The flora that inhabits the cirque is mainly composed of annual plants, which means that they are herbaceous species. However, there are some high mountain matorral shrubs that can be found at the bottom of the cirque, such as piorno, retama and juniper. The arboreal species are very scarce due to the climatic and geological conditions, which make the place very cold and windy. There are only a few scattered pinus sylvestris in the eastern and northern areas.

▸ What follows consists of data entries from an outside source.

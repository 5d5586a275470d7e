use anyhow::{bail, Context, Result};
use serde::{Deserialize, Serialize};
use std::path::{Path, PathBuf};
use tracing::info;

use crate::config::Config;
use crate::models::{Candle, CandleSeries};

use super::report::{BacktestReport, PerformanceMetrics};
use super::runner::BacktestResult;

/// Parse a JSON array of candles, oldest first.
pub fn parse_candles(json: &str) -> Result<CandleSeries> {
    let candles: Vec<Candle> = serde_json::from_str(json).context("candle file is not a JSON candle array")?;
    let series = CandleSeries::new(candles);
    if !series.is_strictly_ordered() {
        bail!("candle timestamps must be strictly increasing");
    }
    Ok(series)
}

pub fn load_candles(path: impl AsRef<Path>) -> Result<CandleSeries> {
    let path = path.as_ref();
    let content =
        std::fs::read_to_string(path).with_context(|| format!("reading candles from {}", path.display()))?;
    let series = parse_candles(&content).with_context(|| format!("parsing {}", path.display()))?;
    info!("Loaded {} candles from {}", series.len(), path.display());
    Ok(series)
}

pub fn save_candles(path: impl AsRef<Path>, candles: &CandleSeries) -> Result<()> {
    let path = path.as_ref();
    if let Some(parent) = path.parent().filter(|p| !p.as_os_str().is_empty()) {
        std::fs::create_dir_all(parent)?;
    }
    let json = serde_json::to_string(candles.as_slice())?;
    std::fs::write(path, json).with_context(|| format!("writing {}", path.display()))?;
    Ok(())
}

/// A finished run as written to disk: the settings used and the raw result.
#[derive(Debug, Clone, PartialEq, Serialize, Deserialize)]
pub struct RunArtifacts {
    pub config: Config,
    pub result: BacktestResult,
}

impl RunArtifacts {
    pub fn new(config: &Config, result: BacktestResult) -> Self {
        Self {
            config: config.clone(),
            result,
        }
    }

    /// Metrics rebuilt from the stored trades and equity curve alone.
    pub fn metrics(&self) -> PerformanceMetrics {
        PerformanceMetrics::compute(
            &self.result.trades,
            &self.result.equity,
            self.config.annualization_factor,
        )
    }

    pub fn report(&self) -> BacktestReport {
        BacktestReport::from_result(&self.result, self.config.annualization_factor)
    }

    pub fn save(&self, path: impl AsRef<Path>) -> Result<()> {
        let path = path.as_ref();
        if let Some(parent) = path.parent().filter(|p| !p.as_os_str().is_empty()) {
            std::fs::create_dir_all(parent)
                .with_context(|| format!("creating {}", parent.display()))?;
        }
        let json = serde_json::to_string_pretty(self)?;
        std::fs::write(path, json).with_context(|| format!("writing run to {}", path.display()))?;
        Ok(())
    }

    pub fn load(path: impl AsRef<Path>) -> Result<Self> {
        let path = path.as_ref();
        let content =
            std::fs::read_to_string(path).with_context(|| format!("reading run from {}", path.display()))?;
        serde_json::from_str(&content).with_context(|| format!("parsing run file {}", path.display()))
    }
}

/// `<output_dir>/<prefix>_<symbol>_<start>_<end>.<ext>`, timestamps as yyyymmdd.
pub fn output_path(cfg: &Config, result: &BacktestResult, prefix: &str, ext: &str) -> PathBuf {
    let day = |ts: Option<chrono::DateTime<chrono::Utc>>| {
        ts.map_or_else(|| "empty".to_string(), |t| t.format("%Y%m%d").to_string())
    };
    Path::new(&cfg.output_dir).join(format!(
        "{}_{}_{}_{}.{}",
        prefix,
        cfg.symbol,
        day(result.start),
        day(result.end),
        ext
    ))
}

/// Write the text rendering of `report` to `path`.
pub fn save_report_to_file(report: &BacktestReport, path: impl AsRef<Path>) -> Result<()> {
    let path = path.as_ref();
    if let Some(parent) = path.parent().filter(|p| !p.as_os_str().is_empty()) {
        std::fs::create_dir_all(parent)?;
    }
    std::fs::write(path, report.render()).with_context(|| format!("writing report to {}", path.display()))?;
    Ok(())
}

The fauna is composed of small animals, amphibians that live in the lagoons and large birds of prey. Ten species of amphibians have been recorded, of which seven are included in the National Catalogue of Threatened Species, and 97 species of birds, of which 79 are protected. Some species that can be found are the common salamander, imperial eagle, black vulture, European snow vole, common wall lizard, mountain lizard, Parnassius apolo butterfly, Plebicula ni ecensis and Hyphoraia dejeani.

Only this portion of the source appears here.